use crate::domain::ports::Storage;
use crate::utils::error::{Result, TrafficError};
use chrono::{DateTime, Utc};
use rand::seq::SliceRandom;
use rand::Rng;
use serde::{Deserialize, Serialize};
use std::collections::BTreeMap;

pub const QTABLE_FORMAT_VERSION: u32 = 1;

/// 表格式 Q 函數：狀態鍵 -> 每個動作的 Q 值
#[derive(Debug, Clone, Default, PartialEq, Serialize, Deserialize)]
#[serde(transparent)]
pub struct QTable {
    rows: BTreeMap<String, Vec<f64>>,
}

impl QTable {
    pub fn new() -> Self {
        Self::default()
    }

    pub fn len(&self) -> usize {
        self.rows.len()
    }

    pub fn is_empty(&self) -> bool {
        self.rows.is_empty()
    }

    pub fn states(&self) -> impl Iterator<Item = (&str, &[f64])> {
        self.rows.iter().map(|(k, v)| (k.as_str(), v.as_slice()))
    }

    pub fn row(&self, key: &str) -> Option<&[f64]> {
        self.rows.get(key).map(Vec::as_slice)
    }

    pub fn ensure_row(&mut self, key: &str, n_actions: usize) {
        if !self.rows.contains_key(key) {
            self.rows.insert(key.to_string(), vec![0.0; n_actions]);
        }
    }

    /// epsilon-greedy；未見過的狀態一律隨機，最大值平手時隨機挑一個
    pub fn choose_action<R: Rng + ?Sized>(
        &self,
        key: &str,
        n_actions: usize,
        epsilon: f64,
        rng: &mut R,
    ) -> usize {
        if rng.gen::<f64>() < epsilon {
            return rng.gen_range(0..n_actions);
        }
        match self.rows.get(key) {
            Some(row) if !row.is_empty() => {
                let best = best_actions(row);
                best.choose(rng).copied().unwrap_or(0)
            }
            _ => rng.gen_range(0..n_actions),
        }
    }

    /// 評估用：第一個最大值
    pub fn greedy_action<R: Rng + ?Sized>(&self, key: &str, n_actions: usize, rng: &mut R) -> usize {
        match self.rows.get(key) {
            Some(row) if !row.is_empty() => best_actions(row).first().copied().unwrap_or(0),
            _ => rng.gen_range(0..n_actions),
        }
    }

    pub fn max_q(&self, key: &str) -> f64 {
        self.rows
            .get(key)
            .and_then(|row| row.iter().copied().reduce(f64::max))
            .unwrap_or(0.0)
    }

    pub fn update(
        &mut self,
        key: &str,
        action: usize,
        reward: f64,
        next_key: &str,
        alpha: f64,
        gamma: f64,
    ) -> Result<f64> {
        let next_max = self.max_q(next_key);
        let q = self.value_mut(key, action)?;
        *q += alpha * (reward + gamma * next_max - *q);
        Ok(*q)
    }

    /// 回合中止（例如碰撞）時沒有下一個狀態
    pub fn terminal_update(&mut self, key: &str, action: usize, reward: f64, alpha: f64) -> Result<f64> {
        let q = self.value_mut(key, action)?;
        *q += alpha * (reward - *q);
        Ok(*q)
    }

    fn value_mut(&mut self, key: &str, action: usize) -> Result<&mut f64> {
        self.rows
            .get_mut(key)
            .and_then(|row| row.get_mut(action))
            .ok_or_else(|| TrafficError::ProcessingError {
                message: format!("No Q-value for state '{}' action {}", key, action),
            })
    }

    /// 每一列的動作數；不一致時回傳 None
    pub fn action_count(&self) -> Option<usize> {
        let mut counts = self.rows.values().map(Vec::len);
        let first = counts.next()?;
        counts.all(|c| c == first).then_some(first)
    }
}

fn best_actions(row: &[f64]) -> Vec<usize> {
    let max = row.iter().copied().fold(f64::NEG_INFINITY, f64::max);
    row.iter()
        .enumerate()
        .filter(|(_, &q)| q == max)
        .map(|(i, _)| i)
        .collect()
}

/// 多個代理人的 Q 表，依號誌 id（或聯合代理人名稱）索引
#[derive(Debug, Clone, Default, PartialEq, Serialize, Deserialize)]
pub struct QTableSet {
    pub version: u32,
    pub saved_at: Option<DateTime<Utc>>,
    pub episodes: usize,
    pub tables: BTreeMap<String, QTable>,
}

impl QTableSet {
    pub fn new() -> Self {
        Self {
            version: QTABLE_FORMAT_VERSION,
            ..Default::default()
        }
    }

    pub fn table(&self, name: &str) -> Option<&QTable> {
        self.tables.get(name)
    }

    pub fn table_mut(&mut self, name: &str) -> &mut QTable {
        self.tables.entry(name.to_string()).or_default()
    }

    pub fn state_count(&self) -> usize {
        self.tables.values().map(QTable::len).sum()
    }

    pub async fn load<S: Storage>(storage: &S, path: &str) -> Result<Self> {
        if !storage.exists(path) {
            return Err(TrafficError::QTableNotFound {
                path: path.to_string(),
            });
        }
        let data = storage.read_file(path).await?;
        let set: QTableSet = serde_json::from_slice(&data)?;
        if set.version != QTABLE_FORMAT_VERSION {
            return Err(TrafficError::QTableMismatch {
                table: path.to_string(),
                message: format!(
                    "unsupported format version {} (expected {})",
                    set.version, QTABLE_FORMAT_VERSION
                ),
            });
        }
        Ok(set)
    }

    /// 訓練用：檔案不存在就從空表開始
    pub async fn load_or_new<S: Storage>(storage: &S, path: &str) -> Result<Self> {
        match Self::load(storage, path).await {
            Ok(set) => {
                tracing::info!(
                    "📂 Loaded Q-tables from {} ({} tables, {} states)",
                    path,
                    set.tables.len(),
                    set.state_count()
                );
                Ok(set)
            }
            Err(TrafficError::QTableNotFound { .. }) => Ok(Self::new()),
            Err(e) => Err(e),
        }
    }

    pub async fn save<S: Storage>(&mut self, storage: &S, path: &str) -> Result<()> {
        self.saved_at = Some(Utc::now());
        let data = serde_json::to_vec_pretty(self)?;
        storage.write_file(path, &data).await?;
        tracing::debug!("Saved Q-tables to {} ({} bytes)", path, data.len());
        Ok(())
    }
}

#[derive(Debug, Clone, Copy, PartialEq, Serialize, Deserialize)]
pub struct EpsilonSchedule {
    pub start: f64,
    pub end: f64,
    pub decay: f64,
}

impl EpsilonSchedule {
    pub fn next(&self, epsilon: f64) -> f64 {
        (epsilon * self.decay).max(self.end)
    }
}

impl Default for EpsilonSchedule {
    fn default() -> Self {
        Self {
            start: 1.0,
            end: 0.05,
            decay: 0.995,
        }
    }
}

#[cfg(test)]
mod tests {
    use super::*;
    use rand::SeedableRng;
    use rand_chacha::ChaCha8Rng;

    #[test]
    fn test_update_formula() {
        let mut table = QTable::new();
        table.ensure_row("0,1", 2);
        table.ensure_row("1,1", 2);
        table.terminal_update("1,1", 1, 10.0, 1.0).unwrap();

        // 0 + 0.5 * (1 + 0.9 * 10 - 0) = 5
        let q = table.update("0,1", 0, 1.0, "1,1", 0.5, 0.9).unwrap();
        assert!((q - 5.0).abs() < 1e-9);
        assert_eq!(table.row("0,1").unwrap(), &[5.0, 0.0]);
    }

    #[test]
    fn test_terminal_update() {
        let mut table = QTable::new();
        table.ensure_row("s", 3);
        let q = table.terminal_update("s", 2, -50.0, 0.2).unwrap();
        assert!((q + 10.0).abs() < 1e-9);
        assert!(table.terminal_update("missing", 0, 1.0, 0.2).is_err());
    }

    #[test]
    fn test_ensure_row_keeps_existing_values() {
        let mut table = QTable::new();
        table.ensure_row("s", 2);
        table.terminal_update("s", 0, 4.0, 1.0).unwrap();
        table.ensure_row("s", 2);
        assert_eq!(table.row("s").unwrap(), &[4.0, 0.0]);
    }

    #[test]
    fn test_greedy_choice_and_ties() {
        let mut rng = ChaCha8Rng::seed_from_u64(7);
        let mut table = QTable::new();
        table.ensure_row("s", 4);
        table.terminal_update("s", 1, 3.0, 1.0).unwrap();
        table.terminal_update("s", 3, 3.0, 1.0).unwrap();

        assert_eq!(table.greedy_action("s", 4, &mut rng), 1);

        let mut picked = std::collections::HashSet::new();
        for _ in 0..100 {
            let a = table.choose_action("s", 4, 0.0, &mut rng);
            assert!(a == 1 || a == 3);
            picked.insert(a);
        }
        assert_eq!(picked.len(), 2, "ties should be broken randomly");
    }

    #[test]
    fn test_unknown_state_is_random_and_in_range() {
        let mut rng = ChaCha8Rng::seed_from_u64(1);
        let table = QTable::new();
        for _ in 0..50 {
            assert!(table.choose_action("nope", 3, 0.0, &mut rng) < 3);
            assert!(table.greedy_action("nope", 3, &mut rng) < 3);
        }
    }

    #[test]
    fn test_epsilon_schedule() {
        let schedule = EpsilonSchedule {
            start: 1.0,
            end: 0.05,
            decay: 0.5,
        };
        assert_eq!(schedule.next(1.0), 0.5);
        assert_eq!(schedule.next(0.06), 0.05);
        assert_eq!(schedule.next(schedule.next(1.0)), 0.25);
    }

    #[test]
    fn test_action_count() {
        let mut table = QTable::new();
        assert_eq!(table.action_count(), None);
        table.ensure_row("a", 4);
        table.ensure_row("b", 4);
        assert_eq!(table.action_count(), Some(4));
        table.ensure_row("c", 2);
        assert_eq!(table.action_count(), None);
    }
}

----

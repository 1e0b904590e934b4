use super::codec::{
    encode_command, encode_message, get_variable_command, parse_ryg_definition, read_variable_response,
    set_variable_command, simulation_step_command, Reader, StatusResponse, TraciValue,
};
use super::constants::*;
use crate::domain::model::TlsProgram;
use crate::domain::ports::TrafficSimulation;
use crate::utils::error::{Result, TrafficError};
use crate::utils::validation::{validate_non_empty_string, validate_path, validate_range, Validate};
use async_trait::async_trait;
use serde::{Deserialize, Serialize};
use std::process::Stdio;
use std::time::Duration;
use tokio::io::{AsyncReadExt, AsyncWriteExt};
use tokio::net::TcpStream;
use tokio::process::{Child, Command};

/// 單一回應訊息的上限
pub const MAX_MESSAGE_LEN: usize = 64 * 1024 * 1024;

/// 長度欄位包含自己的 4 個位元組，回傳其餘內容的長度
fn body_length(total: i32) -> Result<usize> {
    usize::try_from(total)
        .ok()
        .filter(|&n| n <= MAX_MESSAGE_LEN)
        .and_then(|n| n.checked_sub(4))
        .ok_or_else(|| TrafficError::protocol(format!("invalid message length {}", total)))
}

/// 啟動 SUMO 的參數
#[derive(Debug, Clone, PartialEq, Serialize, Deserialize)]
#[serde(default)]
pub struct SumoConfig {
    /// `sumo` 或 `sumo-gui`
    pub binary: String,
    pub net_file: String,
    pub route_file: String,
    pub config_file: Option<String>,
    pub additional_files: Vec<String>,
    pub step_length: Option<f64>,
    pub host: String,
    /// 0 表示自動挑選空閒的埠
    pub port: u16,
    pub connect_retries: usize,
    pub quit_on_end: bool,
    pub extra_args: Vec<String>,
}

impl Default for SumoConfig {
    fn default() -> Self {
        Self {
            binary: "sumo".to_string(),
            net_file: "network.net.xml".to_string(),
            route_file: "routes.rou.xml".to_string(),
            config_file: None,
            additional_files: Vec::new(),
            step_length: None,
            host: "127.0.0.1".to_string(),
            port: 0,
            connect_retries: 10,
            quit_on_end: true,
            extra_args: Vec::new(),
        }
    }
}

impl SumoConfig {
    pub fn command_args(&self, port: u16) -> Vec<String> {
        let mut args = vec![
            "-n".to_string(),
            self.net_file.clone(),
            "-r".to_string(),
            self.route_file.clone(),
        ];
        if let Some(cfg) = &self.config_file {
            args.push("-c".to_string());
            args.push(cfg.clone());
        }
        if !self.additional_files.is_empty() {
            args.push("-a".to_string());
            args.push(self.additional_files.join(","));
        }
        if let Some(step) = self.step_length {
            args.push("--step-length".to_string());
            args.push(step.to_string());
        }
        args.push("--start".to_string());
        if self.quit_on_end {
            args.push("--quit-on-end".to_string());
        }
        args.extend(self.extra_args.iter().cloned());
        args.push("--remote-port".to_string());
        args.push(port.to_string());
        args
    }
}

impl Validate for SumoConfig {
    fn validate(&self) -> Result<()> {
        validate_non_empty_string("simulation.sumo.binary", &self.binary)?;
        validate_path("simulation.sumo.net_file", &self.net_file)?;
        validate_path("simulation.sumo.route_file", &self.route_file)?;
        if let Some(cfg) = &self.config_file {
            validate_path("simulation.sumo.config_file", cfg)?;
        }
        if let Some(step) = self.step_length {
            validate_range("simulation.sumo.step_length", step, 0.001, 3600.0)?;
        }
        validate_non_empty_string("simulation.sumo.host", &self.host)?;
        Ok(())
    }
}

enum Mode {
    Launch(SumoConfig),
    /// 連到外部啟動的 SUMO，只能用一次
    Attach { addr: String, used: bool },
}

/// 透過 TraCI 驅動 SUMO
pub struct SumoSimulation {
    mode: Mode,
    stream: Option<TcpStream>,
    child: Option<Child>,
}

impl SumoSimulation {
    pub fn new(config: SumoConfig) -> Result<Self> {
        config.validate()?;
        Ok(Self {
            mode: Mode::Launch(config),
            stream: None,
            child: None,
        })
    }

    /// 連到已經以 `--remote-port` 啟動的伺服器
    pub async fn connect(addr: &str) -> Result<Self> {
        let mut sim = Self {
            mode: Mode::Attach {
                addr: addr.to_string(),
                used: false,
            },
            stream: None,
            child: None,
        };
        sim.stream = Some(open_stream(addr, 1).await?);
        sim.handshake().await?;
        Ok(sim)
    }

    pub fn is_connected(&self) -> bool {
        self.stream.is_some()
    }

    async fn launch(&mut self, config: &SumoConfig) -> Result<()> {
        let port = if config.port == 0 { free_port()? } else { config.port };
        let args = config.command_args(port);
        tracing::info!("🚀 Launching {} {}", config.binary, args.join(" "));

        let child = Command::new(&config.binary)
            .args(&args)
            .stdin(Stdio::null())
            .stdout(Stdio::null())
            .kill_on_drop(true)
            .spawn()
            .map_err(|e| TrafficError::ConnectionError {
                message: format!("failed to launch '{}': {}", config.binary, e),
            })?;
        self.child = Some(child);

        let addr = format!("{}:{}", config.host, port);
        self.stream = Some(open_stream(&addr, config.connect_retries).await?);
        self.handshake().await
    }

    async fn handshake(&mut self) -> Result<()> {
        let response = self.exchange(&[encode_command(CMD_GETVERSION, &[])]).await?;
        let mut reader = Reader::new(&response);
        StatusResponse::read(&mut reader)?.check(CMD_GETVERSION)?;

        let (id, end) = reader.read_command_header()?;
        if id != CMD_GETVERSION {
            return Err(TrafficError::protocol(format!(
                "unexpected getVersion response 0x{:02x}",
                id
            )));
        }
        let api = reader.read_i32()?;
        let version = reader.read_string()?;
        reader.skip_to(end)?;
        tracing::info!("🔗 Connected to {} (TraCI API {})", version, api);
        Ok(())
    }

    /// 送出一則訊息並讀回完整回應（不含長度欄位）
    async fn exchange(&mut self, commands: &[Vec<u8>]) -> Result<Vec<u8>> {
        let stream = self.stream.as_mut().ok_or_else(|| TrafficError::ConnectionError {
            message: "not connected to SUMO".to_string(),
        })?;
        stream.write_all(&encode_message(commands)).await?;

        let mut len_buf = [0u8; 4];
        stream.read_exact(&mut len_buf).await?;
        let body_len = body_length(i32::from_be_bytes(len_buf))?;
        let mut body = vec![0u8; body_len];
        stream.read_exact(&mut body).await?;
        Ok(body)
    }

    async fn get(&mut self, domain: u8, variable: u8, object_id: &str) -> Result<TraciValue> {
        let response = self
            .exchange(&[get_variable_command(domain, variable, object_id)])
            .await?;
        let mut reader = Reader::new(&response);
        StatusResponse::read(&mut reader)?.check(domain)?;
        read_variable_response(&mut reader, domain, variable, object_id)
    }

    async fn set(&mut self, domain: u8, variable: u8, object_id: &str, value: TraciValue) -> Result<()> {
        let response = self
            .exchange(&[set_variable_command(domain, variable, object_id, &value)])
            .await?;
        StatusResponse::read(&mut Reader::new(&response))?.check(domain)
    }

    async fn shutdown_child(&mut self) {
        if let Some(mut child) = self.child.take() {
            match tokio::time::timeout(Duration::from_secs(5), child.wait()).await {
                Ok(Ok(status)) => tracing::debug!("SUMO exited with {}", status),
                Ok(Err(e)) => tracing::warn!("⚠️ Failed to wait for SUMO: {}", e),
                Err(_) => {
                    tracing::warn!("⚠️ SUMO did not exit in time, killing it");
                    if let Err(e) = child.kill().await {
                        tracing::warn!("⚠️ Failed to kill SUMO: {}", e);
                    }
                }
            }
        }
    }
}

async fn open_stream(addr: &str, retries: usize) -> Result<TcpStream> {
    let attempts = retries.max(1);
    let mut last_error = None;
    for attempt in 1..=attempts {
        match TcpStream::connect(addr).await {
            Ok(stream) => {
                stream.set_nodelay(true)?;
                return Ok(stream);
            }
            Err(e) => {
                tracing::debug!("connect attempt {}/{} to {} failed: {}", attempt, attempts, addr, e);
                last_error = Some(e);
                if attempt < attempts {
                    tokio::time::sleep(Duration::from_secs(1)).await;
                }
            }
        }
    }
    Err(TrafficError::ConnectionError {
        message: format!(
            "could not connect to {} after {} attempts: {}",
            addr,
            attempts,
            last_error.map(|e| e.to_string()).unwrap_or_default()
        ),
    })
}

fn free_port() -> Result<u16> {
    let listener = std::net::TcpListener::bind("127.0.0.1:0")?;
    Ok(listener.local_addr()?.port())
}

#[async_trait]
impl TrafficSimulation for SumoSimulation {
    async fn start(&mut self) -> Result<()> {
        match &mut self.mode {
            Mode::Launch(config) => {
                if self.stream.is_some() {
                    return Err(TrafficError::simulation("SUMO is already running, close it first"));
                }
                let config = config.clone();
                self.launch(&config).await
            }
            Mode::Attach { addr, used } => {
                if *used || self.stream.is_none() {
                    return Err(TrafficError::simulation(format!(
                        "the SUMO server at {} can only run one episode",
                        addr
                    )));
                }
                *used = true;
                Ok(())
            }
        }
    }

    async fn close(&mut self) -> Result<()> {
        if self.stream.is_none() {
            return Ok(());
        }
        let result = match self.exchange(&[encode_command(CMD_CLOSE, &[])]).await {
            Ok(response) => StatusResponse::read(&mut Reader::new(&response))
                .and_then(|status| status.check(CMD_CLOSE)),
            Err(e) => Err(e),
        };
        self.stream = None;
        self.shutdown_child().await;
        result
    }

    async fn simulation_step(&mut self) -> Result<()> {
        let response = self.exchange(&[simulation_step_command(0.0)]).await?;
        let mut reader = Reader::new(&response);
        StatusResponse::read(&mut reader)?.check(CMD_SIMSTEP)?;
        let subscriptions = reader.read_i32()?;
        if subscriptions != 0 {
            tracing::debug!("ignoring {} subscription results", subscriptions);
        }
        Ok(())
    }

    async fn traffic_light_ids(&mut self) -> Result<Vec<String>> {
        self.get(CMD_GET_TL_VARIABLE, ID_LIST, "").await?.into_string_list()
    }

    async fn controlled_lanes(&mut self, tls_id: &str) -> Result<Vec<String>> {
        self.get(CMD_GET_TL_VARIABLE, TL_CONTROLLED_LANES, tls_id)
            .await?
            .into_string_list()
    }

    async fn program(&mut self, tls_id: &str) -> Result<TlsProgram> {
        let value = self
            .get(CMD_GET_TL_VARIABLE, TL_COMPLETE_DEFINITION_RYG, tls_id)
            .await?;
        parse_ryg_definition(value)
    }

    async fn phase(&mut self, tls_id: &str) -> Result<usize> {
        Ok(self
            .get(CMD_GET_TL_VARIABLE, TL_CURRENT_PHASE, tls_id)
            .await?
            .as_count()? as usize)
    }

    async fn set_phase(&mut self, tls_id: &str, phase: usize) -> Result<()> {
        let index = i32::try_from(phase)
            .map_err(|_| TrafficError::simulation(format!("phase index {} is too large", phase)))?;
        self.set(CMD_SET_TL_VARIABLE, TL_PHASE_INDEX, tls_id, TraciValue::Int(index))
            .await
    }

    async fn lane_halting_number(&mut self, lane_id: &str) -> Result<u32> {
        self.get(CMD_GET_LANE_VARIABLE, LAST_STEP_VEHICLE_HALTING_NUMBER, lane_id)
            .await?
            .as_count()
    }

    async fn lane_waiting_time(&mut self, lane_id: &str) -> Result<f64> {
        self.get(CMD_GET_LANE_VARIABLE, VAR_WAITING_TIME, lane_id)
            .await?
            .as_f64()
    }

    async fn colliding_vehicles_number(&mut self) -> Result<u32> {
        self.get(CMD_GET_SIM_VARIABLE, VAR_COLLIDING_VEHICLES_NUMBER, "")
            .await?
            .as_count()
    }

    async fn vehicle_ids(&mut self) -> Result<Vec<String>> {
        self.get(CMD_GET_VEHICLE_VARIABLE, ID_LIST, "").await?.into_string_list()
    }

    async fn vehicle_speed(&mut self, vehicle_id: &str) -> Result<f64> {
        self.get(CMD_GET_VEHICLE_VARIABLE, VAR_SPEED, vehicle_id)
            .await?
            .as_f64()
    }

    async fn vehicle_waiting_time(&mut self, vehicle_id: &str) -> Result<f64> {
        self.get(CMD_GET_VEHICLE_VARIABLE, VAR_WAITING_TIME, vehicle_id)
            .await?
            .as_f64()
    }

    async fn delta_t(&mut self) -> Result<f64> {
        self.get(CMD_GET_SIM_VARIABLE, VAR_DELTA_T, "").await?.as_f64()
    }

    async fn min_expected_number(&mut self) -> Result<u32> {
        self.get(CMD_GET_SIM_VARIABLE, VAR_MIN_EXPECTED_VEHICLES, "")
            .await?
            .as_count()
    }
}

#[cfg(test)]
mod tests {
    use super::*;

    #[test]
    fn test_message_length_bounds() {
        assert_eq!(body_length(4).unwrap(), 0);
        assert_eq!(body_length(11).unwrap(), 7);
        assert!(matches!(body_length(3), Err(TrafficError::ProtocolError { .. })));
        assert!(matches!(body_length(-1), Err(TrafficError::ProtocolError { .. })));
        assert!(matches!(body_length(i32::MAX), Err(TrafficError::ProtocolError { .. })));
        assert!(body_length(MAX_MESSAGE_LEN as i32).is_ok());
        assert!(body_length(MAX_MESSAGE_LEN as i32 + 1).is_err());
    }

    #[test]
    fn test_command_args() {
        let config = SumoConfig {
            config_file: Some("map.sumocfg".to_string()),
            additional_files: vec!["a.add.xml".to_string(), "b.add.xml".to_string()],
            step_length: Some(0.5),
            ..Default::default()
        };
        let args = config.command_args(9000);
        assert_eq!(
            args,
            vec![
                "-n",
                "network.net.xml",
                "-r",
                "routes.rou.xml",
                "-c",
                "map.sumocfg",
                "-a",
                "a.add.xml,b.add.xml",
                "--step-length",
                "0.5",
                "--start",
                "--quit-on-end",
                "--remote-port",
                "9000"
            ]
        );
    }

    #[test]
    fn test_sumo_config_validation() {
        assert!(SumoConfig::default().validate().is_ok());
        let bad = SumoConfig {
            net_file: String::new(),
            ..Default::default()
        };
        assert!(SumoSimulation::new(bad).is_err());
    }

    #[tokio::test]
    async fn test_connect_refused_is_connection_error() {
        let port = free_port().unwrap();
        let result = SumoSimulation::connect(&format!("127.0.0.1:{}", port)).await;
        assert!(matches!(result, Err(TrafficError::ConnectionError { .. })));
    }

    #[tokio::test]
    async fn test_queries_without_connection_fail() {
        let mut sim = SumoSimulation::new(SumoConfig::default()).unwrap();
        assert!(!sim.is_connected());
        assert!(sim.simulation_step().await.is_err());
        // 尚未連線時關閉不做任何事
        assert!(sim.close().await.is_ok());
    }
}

----

### About this task
Write out every line of the entries that holds the word "subscriptions".

### Written answer
        let subscriptions = reader.read_i32()?;
        if subscriptions != 0 {
            tracing::debug!("ignoring {} subscription results", subscriptions);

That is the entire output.